● **Records supplied**

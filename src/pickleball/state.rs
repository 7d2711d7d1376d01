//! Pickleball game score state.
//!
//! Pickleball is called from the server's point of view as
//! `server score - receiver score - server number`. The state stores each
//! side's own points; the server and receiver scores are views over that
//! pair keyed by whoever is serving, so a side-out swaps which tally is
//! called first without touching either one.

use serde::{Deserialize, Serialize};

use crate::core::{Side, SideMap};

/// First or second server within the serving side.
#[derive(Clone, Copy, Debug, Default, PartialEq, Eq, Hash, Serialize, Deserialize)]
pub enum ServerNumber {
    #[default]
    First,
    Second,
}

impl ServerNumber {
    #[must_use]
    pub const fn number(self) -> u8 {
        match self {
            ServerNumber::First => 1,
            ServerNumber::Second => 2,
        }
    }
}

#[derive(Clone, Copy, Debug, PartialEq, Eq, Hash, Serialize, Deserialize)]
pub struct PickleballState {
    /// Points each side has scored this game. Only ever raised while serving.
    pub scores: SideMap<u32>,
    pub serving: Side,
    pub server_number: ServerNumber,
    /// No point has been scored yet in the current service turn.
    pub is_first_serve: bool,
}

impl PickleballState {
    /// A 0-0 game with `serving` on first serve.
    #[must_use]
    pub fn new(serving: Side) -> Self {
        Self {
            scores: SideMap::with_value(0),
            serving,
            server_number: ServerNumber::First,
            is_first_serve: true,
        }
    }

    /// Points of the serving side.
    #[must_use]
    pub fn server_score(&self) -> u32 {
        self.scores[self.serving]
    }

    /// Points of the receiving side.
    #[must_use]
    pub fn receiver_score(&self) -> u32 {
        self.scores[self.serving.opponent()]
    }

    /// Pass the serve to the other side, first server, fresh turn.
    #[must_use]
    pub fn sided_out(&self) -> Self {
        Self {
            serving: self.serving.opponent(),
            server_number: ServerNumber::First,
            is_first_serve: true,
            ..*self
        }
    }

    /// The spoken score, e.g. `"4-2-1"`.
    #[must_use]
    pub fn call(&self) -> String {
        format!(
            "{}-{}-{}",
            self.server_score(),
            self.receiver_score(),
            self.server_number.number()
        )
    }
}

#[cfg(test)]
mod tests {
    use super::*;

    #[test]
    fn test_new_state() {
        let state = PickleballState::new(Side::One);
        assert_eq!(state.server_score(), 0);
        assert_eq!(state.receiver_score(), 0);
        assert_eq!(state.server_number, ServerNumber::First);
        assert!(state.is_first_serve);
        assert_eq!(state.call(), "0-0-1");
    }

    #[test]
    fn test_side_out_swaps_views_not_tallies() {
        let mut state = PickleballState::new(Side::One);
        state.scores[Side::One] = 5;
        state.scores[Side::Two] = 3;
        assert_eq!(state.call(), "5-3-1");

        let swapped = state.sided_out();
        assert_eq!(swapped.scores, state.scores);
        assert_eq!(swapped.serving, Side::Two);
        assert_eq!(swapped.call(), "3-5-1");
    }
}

---

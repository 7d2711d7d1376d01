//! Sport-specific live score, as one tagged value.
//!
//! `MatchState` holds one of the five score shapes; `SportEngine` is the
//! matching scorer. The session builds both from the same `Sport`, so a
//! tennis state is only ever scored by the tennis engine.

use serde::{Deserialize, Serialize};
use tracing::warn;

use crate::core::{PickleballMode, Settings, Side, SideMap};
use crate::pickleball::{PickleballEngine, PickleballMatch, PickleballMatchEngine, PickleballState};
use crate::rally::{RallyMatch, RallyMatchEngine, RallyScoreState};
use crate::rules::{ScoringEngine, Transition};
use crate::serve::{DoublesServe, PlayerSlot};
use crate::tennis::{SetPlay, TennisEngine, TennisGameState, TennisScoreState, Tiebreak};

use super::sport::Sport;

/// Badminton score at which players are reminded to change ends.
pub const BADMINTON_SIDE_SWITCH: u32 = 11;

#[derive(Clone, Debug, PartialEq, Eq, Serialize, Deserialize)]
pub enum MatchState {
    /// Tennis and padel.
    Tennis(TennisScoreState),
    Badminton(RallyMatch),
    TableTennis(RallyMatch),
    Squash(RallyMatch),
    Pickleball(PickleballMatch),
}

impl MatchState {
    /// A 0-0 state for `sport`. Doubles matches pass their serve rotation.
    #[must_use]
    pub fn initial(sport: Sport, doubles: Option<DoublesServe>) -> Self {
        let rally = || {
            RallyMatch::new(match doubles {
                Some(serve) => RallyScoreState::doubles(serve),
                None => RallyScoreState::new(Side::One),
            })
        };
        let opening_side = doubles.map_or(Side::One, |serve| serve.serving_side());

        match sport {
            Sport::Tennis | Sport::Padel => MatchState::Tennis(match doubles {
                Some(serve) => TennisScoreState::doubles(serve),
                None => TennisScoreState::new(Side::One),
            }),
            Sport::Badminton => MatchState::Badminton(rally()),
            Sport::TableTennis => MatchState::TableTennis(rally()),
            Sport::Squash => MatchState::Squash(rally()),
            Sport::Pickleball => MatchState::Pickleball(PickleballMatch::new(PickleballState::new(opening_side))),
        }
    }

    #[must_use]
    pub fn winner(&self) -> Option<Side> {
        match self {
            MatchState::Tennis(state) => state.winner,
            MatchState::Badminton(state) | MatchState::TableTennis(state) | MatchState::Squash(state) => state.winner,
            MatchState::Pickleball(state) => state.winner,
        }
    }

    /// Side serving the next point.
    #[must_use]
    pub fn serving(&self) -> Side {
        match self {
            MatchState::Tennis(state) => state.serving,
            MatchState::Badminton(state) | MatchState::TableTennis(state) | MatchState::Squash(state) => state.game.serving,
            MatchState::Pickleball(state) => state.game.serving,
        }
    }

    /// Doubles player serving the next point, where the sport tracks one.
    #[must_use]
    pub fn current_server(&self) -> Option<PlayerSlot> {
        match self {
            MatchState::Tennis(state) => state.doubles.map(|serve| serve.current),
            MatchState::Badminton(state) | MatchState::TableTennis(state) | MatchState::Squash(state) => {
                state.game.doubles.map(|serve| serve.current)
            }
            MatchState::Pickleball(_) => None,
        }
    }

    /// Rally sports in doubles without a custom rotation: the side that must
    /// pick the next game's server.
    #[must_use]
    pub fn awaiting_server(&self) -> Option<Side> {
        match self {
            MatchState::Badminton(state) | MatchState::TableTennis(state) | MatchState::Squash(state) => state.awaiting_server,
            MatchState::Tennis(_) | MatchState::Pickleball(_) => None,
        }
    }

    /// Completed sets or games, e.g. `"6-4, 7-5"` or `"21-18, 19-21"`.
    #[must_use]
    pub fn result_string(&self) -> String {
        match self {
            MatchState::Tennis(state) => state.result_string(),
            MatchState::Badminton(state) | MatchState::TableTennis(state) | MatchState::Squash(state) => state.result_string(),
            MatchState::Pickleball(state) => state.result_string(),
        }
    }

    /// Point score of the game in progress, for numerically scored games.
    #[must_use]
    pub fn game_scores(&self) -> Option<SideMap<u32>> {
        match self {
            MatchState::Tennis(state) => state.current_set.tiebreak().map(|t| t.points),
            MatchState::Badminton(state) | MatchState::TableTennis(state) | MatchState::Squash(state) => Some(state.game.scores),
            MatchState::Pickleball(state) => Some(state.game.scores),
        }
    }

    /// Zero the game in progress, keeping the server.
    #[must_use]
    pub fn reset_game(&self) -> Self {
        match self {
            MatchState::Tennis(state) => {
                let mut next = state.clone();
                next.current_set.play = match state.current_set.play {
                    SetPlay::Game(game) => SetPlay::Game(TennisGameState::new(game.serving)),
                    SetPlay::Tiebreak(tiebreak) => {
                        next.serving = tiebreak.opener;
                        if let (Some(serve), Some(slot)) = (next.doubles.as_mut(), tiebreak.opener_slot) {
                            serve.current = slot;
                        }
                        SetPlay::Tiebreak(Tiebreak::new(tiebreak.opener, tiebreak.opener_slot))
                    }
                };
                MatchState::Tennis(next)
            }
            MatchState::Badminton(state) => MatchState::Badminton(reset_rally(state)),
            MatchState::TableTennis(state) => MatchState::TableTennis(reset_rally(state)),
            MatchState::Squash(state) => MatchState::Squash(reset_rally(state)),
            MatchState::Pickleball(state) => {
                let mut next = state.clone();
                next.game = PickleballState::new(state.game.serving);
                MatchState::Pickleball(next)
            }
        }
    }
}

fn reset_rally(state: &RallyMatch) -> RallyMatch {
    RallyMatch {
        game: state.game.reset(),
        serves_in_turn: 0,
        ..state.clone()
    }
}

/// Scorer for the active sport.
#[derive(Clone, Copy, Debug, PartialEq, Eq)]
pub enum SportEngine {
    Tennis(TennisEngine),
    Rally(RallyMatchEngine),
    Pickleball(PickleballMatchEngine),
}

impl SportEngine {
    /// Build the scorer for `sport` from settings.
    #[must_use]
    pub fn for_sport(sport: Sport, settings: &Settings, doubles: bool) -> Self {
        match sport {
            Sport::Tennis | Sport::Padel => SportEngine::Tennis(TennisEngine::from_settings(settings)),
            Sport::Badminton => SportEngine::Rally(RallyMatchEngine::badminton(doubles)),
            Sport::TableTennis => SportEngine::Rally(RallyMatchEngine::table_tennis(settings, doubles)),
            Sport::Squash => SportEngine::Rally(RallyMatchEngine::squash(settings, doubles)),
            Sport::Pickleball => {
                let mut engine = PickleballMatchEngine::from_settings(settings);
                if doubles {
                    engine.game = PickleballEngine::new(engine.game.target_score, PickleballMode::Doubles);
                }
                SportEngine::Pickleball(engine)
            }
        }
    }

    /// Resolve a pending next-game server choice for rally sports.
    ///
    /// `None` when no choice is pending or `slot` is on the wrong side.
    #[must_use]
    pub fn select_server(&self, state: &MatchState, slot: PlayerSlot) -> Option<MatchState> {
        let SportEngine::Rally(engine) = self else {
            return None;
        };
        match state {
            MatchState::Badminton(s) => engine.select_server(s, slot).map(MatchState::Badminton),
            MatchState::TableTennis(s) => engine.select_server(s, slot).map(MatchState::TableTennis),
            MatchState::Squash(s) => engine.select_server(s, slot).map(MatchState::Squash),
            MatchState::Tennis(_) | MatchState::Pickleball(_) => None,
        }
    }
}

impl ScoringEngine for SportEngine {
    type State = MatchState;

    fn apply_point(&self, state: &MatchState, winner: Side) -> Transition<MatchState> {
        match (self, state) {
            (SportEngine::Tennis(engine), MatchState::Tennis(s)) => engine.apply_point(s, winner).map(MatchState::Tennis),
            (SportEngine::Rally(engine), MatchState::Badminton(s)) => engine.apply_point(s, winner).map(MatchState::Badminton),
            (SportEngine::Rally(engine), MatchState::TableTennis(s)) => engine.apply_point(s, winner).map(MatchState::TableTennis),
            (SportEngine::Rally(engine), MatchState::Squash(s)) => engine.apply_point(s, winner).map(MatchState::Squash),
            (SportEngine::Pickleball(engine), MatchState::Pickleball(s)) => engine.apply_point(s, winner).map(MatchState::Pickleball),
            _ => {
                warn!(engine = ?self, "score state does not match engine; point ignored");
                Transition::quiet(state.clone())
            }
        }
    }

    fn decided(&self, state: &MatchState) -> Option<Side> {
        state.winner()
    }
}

● **Exercise aim**
For each line in the data that contains the string "crate", give a copy of that line.

● **Response to this task**
use crate::core::{Side, SideMap};
use crate::core::{PickleballMode, Settings, Side, SideMap};
use crate::pickleball::{PickleballEngine, PickleballMatch, PickleballMatchEngine, PickleballState};
use crate::rally::{RallyMatch, RallyMatchEngine, RallyScoreState};
use crate::rules::{ScoringEngine, Transition};
use crate::serve::{DoublesServe, PlayerSlot};
use crate::tennis::{SetPlay, TennisEngine, TennisGameState, TennisScoreState, Tiebreak};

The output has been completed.